┌────────

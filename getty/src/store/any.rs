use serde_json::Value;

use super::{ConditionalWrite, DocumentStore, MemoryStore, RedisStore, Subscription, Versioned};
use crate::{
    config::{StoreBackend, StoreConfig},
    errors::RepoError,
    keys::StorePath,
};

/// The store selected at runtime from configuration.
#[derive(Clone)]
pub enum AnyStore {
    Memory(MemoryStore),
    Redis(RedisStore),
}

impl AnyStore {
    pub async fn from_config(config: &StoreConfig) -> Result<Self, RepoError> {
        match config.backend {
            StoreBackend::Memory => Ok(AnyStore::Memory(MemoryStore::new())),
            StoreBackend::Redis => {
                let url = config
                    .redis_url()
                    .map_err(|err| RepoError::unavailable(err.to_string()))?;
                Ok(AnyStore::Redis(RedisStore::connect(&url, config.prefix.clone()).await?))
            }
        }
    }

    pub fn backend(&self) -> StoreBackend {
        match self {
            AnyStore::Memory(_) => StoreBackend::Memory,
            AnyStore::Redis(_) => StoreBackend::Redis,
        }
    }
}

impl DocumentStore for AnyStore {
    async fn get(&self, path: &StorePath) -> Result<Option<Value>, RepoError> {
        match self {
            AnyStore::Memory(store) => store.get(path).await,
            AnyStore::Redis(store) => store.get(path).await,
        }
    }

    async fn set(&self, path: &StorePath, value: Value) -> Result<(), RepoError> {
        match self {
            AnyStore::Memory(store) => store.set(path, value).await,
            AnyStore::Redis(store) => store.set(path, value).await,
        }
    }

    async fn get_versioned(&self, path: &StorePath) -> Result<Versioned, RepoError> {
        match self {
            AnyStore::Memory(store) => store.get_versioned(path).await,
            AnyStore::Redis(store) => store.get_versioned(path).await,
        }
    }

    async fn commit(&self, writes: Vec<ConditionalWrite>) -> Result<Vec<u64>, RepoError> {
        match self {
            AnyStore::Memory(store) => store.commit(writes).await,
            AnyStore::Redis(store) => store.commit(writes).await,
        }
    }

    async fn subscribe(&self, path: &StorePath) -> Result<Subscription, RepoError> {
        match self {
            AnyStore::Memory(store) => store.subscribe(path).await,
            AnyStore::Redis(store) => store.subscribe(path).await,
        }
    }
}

└────────

Aim of the task »
From the entries above, copy out every line where the string "commit" appears.

Written answer »
    async fn commit(&self, writes: Vec<ConditionalWrite>) -> Result<Vec<u64>, RepoError> {
            AnyStore::Memory(store) => store.commit(writes).await,
            AnyStore::Redis(store) => store.commit(writes).await,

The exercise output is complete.